Closed danwinship closed 9 years ago
Should probably have 'ovs-ofctl -O OpenFlow13 show br0' too so that we get the real port numberss that match up with the ones in the flow tables.
Also lets do 'systemctl status openshift-[master|node]' too; that should get us the command line openshift was launched with and any very recent log messages.
And might as well grab /etc/sysconfig/network-scripts/ifcfg-*, 'nmcli dev', 'nmcli con', and NM journal output too just to isolate any network setup problems that 'ip a' and 'ip r' don't show.

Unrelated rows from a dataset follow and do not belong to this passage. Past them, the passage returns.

//! Paginated listing sessions
//!
//! A listing is a fold over a lazy sequence of pages: each page carries items
//! plus an opaque continuation token, and the fold stops when the token
//! disappears (exhaustion), when the caller asked for a single page, or when
//! an accumulated-count bound is reached. The token held at the stop point is
//! returned alongside the items so the caller can resume later.

use futures::future::BoxFuture;
use tokio_util::sync::CancellationToken;

use crate::error::{Error, Result};

/// Accumulated listing results plus the resumption token
///
/// `continuation` is None when the collection was exhausted; otherwise it is
/// the token to pass back into the next session to continue where this one
/// stopped.
#[derive(Debug, Clone)]
pub struct Listing<T> {
    pub items: Vec<T>,
    pub continuation: Option<String>,
}

/// How a listing session is bounded
#[derive(Debug, Clone, Default)]
pub struct PagingOptions {
    /// Keep fetching pages until exhaustion or the bound is reached; when
    /// false, return after the first page and surface its token
    pub iterate_in_results: bool,

    /// Advisory bound on the accumulated item count. A page is never
    /// truncated, so the result can overshoot; the session only stops
    /// requesting further pages once the bound is reached.
    pub max_results: Option<u32>,

    /// Token from a previous session to resume from
    pub resume_from: Option<String>,
}

/// Drive list calls until the session's stop condition
///
/// `fetch` issues one list call, receiving the continuation token to pass
/// along (None on the first call). Items are accumulated in server order.
/// The cancellation token is checked before every fetch.
pub async fn drain_pages<'a, T, F>(
    mut fetch: F,
    options: PagingOptions,
    cancel: &CancellationToken,
) -> Result<Listing<T>>
where
    F: FnMut(Option<String>) -> BoxFuture<'a, Result<crate::traits::Page<T>>>,
{
    let mut items: Vec<T> = Vec::new();
    let mut continuation = options.resume_from;

    loop {
        if cancel.is_cancelled() {
            return Err(Error::Interrupted);
        }

        let page = fetch(continuation.take()).await?;
        items.extend(page.items);
        continuation = page.continuation.filter(|token| !token.is_empty());

        if !options.iterate_in_results {
            break;
        }
        if continuation.is_none() {
            break;
        }
        if let Some(bound) = options.max_results {
            if items.len() as u64 >= u64::from(bound) {
                break;
            }
        }
    }

    Ok(Listing {
        items,
        continuation,
    })
}

#[cfg(test)]
mod tests {
    use super::*;
    use crate::traits::Page;
    use futures::FutureExt as _;
    use std::sync::atomic::{AtomicUsize, Ordering};

    /// Serve scripted pages, counting how many calls were made
    struct ScriptedPages {
        pages: Vec<Page<u32>>,
        calls: AtomicUsize,
        seen_tokens: std::sync::Mutex<Vec<Option<String>>>,
    }

    impl ScriptedPages {
        fn new(pages: Vec<Page<u32>>) -> Self {
            Self {
                pages,
                calls: AtomicUsize::new(0),
                seen_tokens: std::sync::Mutex::new(Vec::new()),
            }
        }

        fn page(&self, token: Option<String>) -> Result<Page<u32>> {
            let index = self.calls.fetch_add(1, Ordering::SeqCst);
            self.seen_tokens.lock().unwrap().push(token);
            Ok(self.pages[index].clone())
        }

        fn call_count(&self) -> usize {
            self.calls.load(Ordering::SeqCst)
        }
    }

    fn page(items: &[u32], continuation: Option<&str>) -> Page<u32> {
        Page {
            items: items.to_vec(),
            continuation: continuation.map(String::from),
        }
    }

    #[tokio::test]
    async fn test_single_page_mode_surfaces_token() {
        // iterate_in_results = false: exactly one call, token passed through
        let script = ScriptedPages::new(vec![page(&[1, 2], Some("next"))]);
        let token = CancellationToken::new();

        let listing = drain_pages(
            |t| async { script.page(t) }.boxed(),
            PagingOptions {
                iterate_in_results: false,
                ..Default::default()
            },
            &token,
        )
        .await
        .unwrap();

        assert_eq!(script.call_count(), 1);
        assert_eq!(listing.items, vec![1, 2]);
        assert_eq!(listing.continuation.as_deref(), Some("next"));
    }

    #[tokio::test]
    async fn test_single_page_mode_exhausted() {
        let script = ScriptedPages::new(vec![page(&[1], None)]);
        let token = CancellationToken::new();

        let listing = drain_pages(
            |t| async { script.page(t) }.boxed(),
            PagingOptions::default(),
            &token,
        )
        .await
        .unwrap();

        assert_eq!(script.call_count(), 1);
        assert!(listing.continuation.is_none());
    }

    #[tokio::test]
    async fn test_iterates_until_exhaustion() {
        let script = ScriptedPages::new(vec![
            page(&[1, 2], Some("a")),
            page(&[3], Some("b")),
            page(&[4, 5], None),
        ]);
        let token = CancellationToken::new();

        let listing = drain_pages(
            |t| async { script.page(t) }.boxed(),
            PagingOptions {
                iterate_in_results: true,
                ..Default::default()
            },
            &token,
        )
        .await
        .unwrap();

        assert_eq!(script.call_count(), 3);
        assert_eq!(listing.items, vec![1, 2, 3, 4, 5]);
        assert!(listing.continuation.is_none());
        // Tokens are threaded page to page in order
        assert_eq!(
            *script.seen_tokens.lock().unwrap(),
            vec![None, Some("a".to_string()), Some("b".to_string())]
        );
    }

    #[tokio::test]
    async fn test_max_results_stops_requesting() {
        // Bound of 3 reached after the second page; the third is never fetched
        let script = ScriptedPages::new(vec![
            page(&[1, 2], Some("a")),
            page(&[3, 4], Some("b")),
            page(&[5], None),
        ]);
        let token = CancellationToken::new();

        let listing = drain_pages(
            |t| async { script.page(t) }.boxed(),
            PagingOptions {
                iterate_in_results: true,
                max_results: Some(3),
                ..Default::default()
            },
            &token,
        )
        .await
        .unwrap();

        assert_eq!(script.call_count(), 2);
        // The bound is advisory: the page that crossed it is kept whole
        assert_eq!(listing.items, vec![1, 2, 3, 4]);
        assert_eq!(listing.continuation.as_deref(), Some("b"));
    }

    #[tokio::test]
    async fn test_empty_token_means_exhausted() {
        let script = ScriptedPages::new(vec![page(&[1], Some(""))]);
        let token = CancellationToken::new();

        let listing = drain_pages(
            |t| async { script.page(t) }.boxed(),
            PagingOptions {
                iterate_in_results: true,
                ..Default::default()
            },
            &token,
        )
        .await
        .unwrap();

        assert_eq!(script.call_count(), 1);
        assert!(listing.continuation.is_none());
    }

    #[tokio::test]
    async fn test_resume_from_token() {
        let script = ScriptedPages::new(vec![page(&[7], None)]);
        let token = CancellationToken::new();

        drain_pages(
            |t| async { script.page(t) }.boxed(),
            PagingOptions {
                resume_from: Some("carry-on".into()),
                ..Default::default()
            },
            &token,
        )
        .await
        .unwrap();

        assert_eq!(
            *script.seen_tokens.lock().unwrap(),
            vec![Some("carry-on".to_string())]
        );
    }

    #[tokio::test]
    async fn test_cancelled_before_first_fetch() {
        let script = ScriptedPages::new(vec![page(&[1], None)]);
        let token = CancellationToken::new();
        token.cancel();

        let result = drain_pages(
            |t| async { script.page(t) }.boxed(),
            PagingOptions::default(),
            &token,
        )
        .await;

        assert!(matches!(result, Err(Error::Interrupted)));
        assert_eq!(script.call_count(), 0);
    }

    #[tokio::test]
    async fn test_fetch_error_propagates() {
        let token = CancellationToken::new();
        let result: Result<Listing<u32>> = drain_pages(
            |_| {
                async {
                    Err(Error::Remote {
                        status: 404,
                        message: "FilesystemNotFound".into(),
                    })
                }
                .boxed()
            },
            PagingOptions::default(),
            &token,
        )
        .await;

        assert!(matches!(result, Err(Error::Remote { status: 404, .. })));
    }
}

I think we must decide on the operational method of this script (ssh to master/nodes etc). All other improvements can come as further PRs.
I had one proposal:
The above can be done all at once when password-less ssh is allowed between master/nodes; otherwise it will need manual runs.
Pushed a new version:
ovs-ofctl -O OpenFlow13 show br0
as suggested by dcbwsystemctl show openshift-{master,node}
as sort-of-suggested by dcbw; as opposed to systemctl status
, this includes more data and is more machine-parseable. It doesn't include journal output but that's ok because we already have that separately./etc/sysconfig/network-scripts/ifcfg-*
, nmcli -f all dev
, and nmcli -f all con
as suggested by dcbw (but with the addition of -f all
). Doesn't add NM journal output since we already have that in the main journal file.Sample output at http://people.redhat.com/dwinship/openshift-sdn-debug-2015-09-18.tgz
Looks excellent.
This is still slightly a work in progress, but it's basically working (unless people hate what it does and want a total rewrite...).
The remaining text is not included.